### Stored data

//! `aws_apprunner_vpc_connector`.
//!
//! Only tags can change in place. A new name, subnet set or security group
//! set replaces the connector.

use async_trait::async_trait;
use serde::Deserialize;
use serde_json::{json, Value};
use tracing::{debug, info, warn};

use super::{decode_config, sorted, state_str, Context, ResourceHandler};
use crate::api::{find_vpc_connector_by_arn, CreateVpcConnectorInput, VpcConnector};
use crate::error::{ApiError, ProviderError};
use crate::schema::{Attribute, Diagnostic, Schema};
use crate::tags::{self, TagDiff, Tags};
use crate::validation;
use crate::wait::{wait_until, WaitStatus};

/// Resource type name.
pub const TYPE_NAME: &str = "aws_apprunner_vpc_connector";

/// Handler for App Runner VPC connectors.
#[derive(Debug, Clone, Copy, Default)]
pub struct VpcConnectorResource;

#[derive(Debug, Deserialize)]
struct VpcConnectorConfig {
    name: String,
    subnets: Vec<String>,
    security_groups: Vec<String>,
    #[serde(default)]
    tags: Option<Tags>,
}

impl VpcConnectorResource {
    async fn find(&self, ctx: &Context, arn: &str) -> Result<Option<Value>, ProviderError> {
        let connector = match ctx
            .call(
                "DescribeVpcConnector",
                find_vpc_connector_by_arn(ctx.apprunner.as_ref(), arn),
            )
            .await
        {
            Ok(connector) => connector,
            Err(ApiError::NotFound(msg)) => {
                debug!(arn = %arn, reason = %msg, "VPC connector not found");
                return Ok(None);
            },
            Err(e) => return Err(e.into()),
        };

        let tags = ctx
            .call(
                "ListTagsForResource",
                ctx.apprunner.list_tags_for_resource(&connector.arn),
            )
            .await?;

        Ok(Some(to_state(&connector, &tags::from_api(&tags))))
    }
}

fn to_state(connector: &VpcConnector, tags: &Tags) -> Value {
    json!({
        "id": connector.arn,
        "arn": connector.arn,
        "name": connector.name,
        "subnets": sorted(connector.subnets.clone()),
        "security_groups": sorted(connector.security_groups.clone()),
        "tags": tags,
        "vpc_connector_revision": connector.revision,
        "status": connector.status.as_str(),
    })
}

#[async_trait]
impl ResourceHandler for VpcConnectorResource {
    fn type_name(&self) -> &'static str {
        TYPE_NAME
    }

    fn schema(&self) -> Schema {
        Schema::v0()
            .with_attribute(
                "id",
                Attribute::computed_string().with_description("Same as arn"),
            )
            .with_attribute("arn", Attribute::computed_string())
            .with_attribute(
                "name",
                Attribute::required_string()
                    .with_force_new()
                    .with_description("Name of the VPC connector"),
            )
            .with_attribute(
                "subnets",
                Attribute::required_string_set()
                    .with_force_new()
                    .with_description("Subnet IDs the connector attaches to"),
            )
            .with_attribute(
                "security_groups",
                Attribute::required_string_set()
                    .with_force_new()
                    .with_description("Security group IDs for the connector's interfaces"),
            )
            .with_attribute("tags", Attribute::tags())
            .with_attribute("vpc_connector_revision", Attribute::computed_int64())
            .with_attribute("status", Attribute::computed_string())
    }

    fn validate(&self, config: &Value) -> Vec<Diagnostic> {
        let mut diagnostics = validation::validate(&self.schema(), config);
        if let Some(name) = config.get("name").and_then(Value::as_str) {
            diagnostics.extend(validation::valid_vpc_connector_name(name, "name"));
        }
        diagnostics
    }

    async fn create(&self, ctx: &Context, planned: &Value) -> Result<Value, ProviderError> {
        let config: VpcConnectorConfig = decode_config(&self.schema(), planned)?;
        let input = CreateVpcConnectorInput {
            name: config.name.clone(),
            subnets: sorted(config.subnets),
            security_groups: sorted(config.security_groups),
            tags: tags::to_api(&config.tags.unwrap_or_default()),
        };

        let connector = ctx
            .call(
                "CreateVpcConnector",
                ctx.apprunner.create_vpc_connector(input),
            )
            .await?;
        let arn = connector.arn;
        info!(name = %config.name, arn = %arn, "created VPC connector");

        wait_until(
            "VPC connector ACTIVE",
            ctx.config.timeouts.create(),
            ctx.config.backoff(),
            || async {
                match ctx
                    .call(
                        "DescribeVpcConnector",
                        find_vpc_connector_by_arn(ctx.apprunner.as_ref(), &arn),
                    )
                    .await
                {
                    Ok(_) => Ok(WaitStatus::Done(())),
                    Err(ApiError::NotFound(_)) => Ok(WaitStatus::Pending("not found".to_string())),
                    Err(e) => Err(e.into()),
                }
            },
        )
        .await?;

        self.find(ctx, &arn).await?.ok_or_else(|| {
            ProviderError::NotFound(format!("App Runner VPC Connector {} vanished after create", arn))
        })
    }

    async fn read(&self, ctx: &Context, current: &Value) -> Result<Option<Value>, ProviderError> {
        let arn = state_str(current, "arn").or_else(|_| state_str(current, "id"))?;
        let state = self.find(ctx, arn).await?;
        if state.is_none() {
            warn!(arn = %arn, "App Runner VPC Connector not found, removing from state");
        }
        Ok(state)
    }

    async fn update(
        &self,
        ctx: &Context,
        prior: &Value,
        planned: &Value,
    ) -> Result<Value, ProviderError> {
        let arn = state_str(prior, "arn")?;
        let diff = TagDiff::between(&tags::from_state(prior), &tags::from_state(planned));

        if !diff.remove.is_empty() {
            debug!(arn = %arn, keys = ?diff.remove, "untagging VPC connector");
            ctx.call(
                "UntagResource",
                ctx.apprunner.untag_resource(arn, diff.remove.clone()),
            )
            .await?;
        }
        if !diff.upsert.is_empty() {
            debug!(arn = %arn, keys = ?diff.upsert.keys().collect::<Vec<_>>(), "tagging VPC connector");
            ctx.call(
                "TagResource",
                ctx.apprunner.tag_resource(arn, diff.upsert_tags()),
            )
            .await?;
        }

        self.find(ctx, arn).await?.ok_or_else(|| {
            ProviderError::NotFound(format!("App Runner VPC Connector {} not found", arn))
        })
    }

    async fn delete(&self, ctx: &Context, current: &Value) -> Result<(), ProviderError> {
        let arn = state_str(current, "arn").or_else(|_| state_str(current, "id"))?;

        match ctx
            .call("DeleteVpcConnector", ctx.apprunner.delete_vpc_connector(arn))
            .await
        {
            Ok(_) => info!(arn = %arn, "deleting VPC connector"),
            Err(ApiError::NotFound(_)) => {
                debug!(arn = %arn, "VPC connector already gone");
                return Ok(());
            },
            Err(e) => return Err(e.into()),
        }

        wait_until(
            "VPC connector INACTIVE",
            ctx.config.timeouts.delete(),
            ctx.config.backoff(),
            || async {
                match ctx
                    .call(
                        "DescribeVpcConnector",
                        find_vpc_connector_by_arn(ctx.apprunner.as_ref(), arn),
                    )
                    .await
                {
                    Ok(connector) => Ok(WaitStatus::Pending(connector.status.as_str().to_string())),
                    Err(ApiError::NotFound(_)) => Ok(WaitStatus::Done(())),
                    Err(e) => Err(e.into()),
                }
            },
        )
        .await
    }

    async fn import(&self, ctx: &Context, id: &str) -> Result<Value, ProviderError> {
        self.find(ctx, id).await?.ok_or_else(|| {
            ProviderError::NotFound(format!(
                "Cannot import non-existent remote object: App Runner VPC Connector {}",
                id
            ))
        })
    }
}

######

→ **Prompt**
Copy down the whole of the data above, matching it exactly.

→ **Answer for this exercise**
//! `aws_apprunner_vpc_connector`.
//!
//! Only tags can change in place. A new name, subnet set or security group
//! set replaces the connector.

use async_trait::async_trait;
use serde::Deserialize;
use serde_json::{json, Value};
use tracing::{debug, info, warn};

use super::{decode_config, sorted, state_str, Context, ResourceHandler};
use crate::api::{find_vpc_connector_by_arn, CreateVpcConnectorInput, VpcConnector};
use crate::error::{ApiError, ProviderError};
use crate::schema::{Attribute, Diagnostic, Schema};
use crate::tags::{self, TagDiff, Tags};
use crate::validation;
use crate::wait::{wait_until, WaitStatus};

/// Resource type name.
pub const TYPE_NAME: &str = "aws_apprunner_vpc_connector";

/// Handler for App Runner VPC connectors.
#[derive(Debug, Clone, Copy, Default)]
pub struct VpcConnectorResource;

#[derive(Debug, Deserialize)]
struct VpcConnectorConfig {
    name: String,
    subnets: Vec<String>,
    security_groups: Vec<String>,
    #[serde(default)]
    tags: Option<Tags>,
}

impl VpcConnectorResource {
    async fn find(&self, ctx: &Context, arn: &str) -> Result<Option<Value>, ProviderError> {
        let connector = match ctx
            .call(
                "DescribeVpcConnector",
                find_vpc_connector_by_arn(ctx.apprunner.as_ref(), arn),
            )
            .await
        {
            Ok(connector) => connector,
            Err(ApiError::NotFound(msg)) => {
                debug!(arn = %arn, reason = %msg, "VPC connector not found");
                return Ok(None);
            },
            Err(e) => return Err(e.into()),
        };

        let tags = ctx
            .call(
                "ListTagsForResource",
                ctx.apprunner.list_tags_for_resource(&connector.arn),
            )
            .await?;

        Ok(Some(to_state(&connector, &tags::from_api(&tags))))
    }
}

fn to_state(connector: &VpcConnector, tags: &Tags) -> Value {
    json!({
        "id": connector.arn,
        "arn": connector.arn,
        "name": connector.name,
        "subnets": sorted(connector.subnets.clone()),
        "security_groups": sorted(connector.security_groups.clone()),
        "tags": tags,
        "vpc_connector_revision": connector.revision,
        "status": connector.status.as_str(),
    })
}

#[async_trait]
impl ResourceHandler for VpcConnectorResource {
    fn type_name(&self) -> &'static str {
        TYPE_NAME
    }

    fn schema(&self) -> Schema {
        Schema::v0()
            .with_attribute(
                "id",
                Attribute::computed_string().with_description("Same as arn"),
            )
            .with_attribute("arn", Attribute::computed_string())
            .with_attribute(
                "name",
                Attribute::required_string()
                    .with_force_new()
                    .with_description("Name of the VPC connector"),
            )
            .with_attribute(
                "subnets",
                Attribute::required_string_set()
                    .with_force_new()
                    .with_description("Subnet IDs the connector attaches to"),
            )
            .with_attribute(
                "security_groups",
                Attribute::required_string_set()
                    .with_force_new()
                    .with_description("Security group IDs for the connector's interfaces"),
            )
            .with_attribute("tags", Attribute::tags())
            .with_attribute("vpc_connector_revision", Attribute::computed_int64())
            .with_attribute("status", Attribute::computed_string())
    }

    fn validate(&self, config: &Value) -> Vec<Diagnostic> {
        let mut diagnostics = validation::validate(&self.schema(), config);
        if let Some(name) = config.get("name").and_then(Value::as_str) {
            diagnostics.extend(validation::valid_vpc_connector_name(name, "name"));
        }
        diagnostics
    }

    async fn create(&self, ctx: &Context, planned: &Value) -> Result<Value, ProviderError> {
        let config: VpcConnectorConfig = decode_config(&self.schema(), planned)?;
        let input = CreateVpcConnectorInput {
            name: config.name.clone(),
            subnets: sorted(config.subnets),
            security_groups: sorted(config.security_groups),
            tags: tags::to_api(&config.tags.unwrap_or_default()),
        };

        let connector = ctx
            .call(
                "CreateVpcConnector",
                ctx.apprunner.create_vpc_connector(input),
            )
            .await?;
        let arn = connector.arn;
        info!(name = %config.name, arn = %arn, "created VPC connector");

        wait_until(
            "VPC connector ACTIVE",
            ctx.config.timeouts.create(),
            ctx.config.backoff(),
            || async {
                match ctx
                    .call(
                        "DescribeVpcConnector",
                        find_vpc_connector_by_arn(ctx.apprunner.as_ref(), &arn),
                    )
                    .await
                {
                    Ok(_) => Ok(WaitStatus::Done(())),
                    Err(ApiError::NotFound(_)) => Ok(WaitStatus::Pending("not found".to_string())),
                    Err(e) => Err(e.into()),
                }
            },
        )
        .await?;

        self.find(ctx, &arn).await?.ok_or_else(|| {
            ProviderError::NotFound(format!("App Runner VPC Connector {} vanished after create", arn))
        })
    }

    async fn read(&self, ctx: &Context, current: &Value) -> Result<Option<Value>, ProviderError> {
        let arn = state_str(current, "arn").or_else(|_| state_str(current, "id"))?;
        let state = self.find(ctx, arn).await?;
        if state.is_none() {
            warn!(arn = %arn, "App Runner VPC Connector not found, removing from state");
        }
        Ok(state)
    }

    async fn update(
        &self,
        ctx: &Context,
        prior: &Value,
        planned: &Value,
    ) -> Result<Value, ProviderError> {
        let arn = state_str(prior, "arn")?;
        let diff = TagDiff::between(&tags::from_state(prior), &tags::from_state(planned));

        if !diff.remove.is_empty() {
            debug!(arn = %arn, keys = ?diff.remove, "untagging VPC connector");
            ctx.call(
                "UntagResource",
                ctx.apprunner.untag_resource(arn, diff.remove.clone()),
            )
            .await?;
        }
        if !diff.upsert.is_empty() {
            debug!(arn = %arn, keys = ?diff.upsert.keys().collect::<Vec<_>>(), "tagging VPC connector");
            ctx.call(
                "TagResource",
                ctx.apprunner.tag_resource(arn, diff.upsert_tags()),
            )
            .await?;
        }

        self.find(ctx, arn).await?.ok_or_else(|| {
            ProviderError::NotFound(format!("App Runner VPC Connector {} not found", arn))
        })
    }

    async fn delete(&self, ctx: &Context, current: &Value) -> Result<(), ProviderError> {
        let arn = state_str(current, "arn").or_else(|_| state_str(current, "id"))?;

        match ctx
            .call("DeleteVpcConnector", ctx.apprunner.delete_vpc_connector(arn))
            .await
        {
            Ok(_) => info!(arn = %arn, "deleting VPC connector"),
            Err(ApiError::NotFound(_)) => {
                debug!(arn = %arn, "VPC connector already gone");
                return Ok(());
            },
            Err(e) => return Err(e.into()),
        }

        wait_until(
            "VPC connector INACTIVE",
            ctx.config.timeouts.delete(),
            ctx.config.backoff(),
            || async {
                match ctx
                    .call(
                        "DescribeVpcConnector",
                        find_vpc_connector_by_arn(ctx.apprunner.as_ref(), arn),
                    )
                    .await
                {
                    Ok(connector) => Ok(WaitStatus::Pending(connector.status.as_str().to_string())),
                    Err(ApiError::NotFound(_)) => Ok(WaitStatus::Done(())),
                    Err(e) => Err(e.into()),
                }
            },
        )
        .await
    }

    async fn import(&self, ctx: &Context, id: &str) -> Result<Value, ProviderError> {
        self.find(ctx, id).await?.ok_or_else(|| {
            ProviderError::NotFound(format!(
                "Cannot import non-existent remote object: App Runner VPC Connector {}",
                id
            ))
        })
    }
}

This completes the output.